§ About this exercise
The expected response is a copy of every line in the entries below that includes the word "unix".

Entries taken from a collection
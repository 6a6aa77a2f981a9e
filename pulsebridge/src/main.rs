//! Heart-rate relay.

use std::net::SocketAddr;
use std::sync::Arc;
use std::time::Duration;

use clap::Parser;
use tokio::sync::watch;
use tracing::{error, info};

use pulsebridge::console::{Console, ConsoleExit, ConsoleObserver, prompt_address, stdin_lines};
use pulsebridge::{HttpServer, Relay, RelayConfig};
use pulsebridge_common::init_tracing;

/// Relay a remote heart-rate feed to local WebSocket viewers.
#[derive(Parser, Debug)]
#[command(name = "pulsebridge")]
#[command(about = "Relay a remote heart-rate feed to local WebSocket viewers")]
#[command(version)]
struct Args {
    /// Path to configuration file (JSON5 format).
    #[arg(short, long)]
    config: Option<String>,

    /// Upstream address, e.g. 192.168.3.168 (overrides config).
    #[arg(long)]
    host: Option<String>,

    /// HTTP listen address (overrides config).
    #[arg(long)]
    listen: Option<String>,

    /// Access code viewers must present (overrides config).
    #[arg(long)]
    access_code: Option<String>,

    /// Log level (trace, debug, info, warn, error; overrides config).
    #[arg(long)]
    log_level: Option<String>,
}

#[tokio::main]
async fn main() -> anyhow::Result<()> {
    let args = Args::parse();

    // Load configuration
    let mut config = if let Some(config_path) = &args.config {
        RelayConfig::load_from_file(config_path)?
    } else {
        RelayConfig::default()
    };

    // Apply CLI overrides
    if let Some(host) = args.host {
        config.upstream.host = Some(host);
    }
    if let Some(listen) = args.listen {
        config.server.listen = listen;
    }
    if let Some(access_code) = args.access_code {
        config.server.access_code = access_code;
    }
    if let Some(level) = args.log_level {
        config.logging.level = level;
    }
    config.validate()?;

    let mut stdin = stdin_lines();

    // Without a configured host, ask for one like the interactive tool always did.
    if config.upstream.host.is_none() {
        let mut stdout = std::io::stdout();
        match prompt_address(&mut stdin, &mut stdout, config.upstream.port).await {
            Some(target) => config.upstream.host = Some(target.url()),
            None => anyhow::bail!("No upstream address given"),
        }
    }
    config.validate_complete()?;

    // Initialize logging
    init_tracing(&config.logging)?;

    info!("Starting PulseBridge relay");

    let listen_addr: SocketAddr = config
        .server
        .listen
        .parse()
        .map_err(|e| anyhow::anyhow!("Invalid listen address: {}", e))?;

    // Start the relay core
    let relay = Relay::from_config(&config, Arc::new(ConsoleObserver::stdout()))?;

    // Create shutdown signal
    let (shutdown_tx, shutdown_rx) = watch::channel(false);

    // Start HTTP server
    let http_server = HttpServer::new(
        relay.handle(),
        listen_addr,
        config.server.ws_path.clone(),
        config.server.send_buffer,
    );
    let http_task = tokio::spawn(async move {
        if let Err(e) = http_server.run(shutdown_rx).await {
            error!("HTTP server error: {}", e);
        }
    });

    // Start console
    let console = Console::new(relay.handle(), std::io::stdout());
    let console_task = tokio::spawn(console.run(stdin));

    // Wait for shutdown signal
    tokio::select! {
        _ = tokio::signal::ctrl_c() => {
            info!("Received Ctrl+C, shutting down...");
        }
        _ = terminate() => {
            info!("Received SIGTERM, shutting down...");
        }
        exit = console_task => {
            if let Ok(ConsoleExit::Closed) = exit {
                // Stdin is gone (e.g. running as a service); keep relaying until signalled.
                tokio::select! {
                    _ = tokio::signal::ctrl_c() => {}
                    _ = terminate() => {}
                }
            }
            info!("Shutting down...");
        }
    }

    // Stop the supervisor and close every viewer
    relay.stop().await;

    // Signal shutdown
    let _ = shutdown_tx.send(true);

    // Wait for tasks to complete
    let _ = tokio::time::timeout(Duration::from_secs(5), http_task).await;

    info!("Relay stopped");
    Ok(())
}

/// Resolves on SIGTERM (never on platforms without it).
async fn terminate() {
    #[cfg(unix)]
    {
        match tokio::signal::unix::signal(tokio::signal::unix::SignalKind::terminate()) {
            Ok(mut sigterm) => {
                sigterm.recv().await;
            }
            Err(e) => {
                error!("Failed to install SIGTERM handler: {}", e);
                std::future::pending::<()>().await;
            }
        }
    }
    #[cfg(not(unix))]
    {
        std::future::pending::<()>().await;
    }
}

§ Answer area
    #[cfg(unix)]
        match tokio::signal::unix::signal(tokio::signal::unix::SignalKind::terminate()) {
    #[cfg(not(unix))]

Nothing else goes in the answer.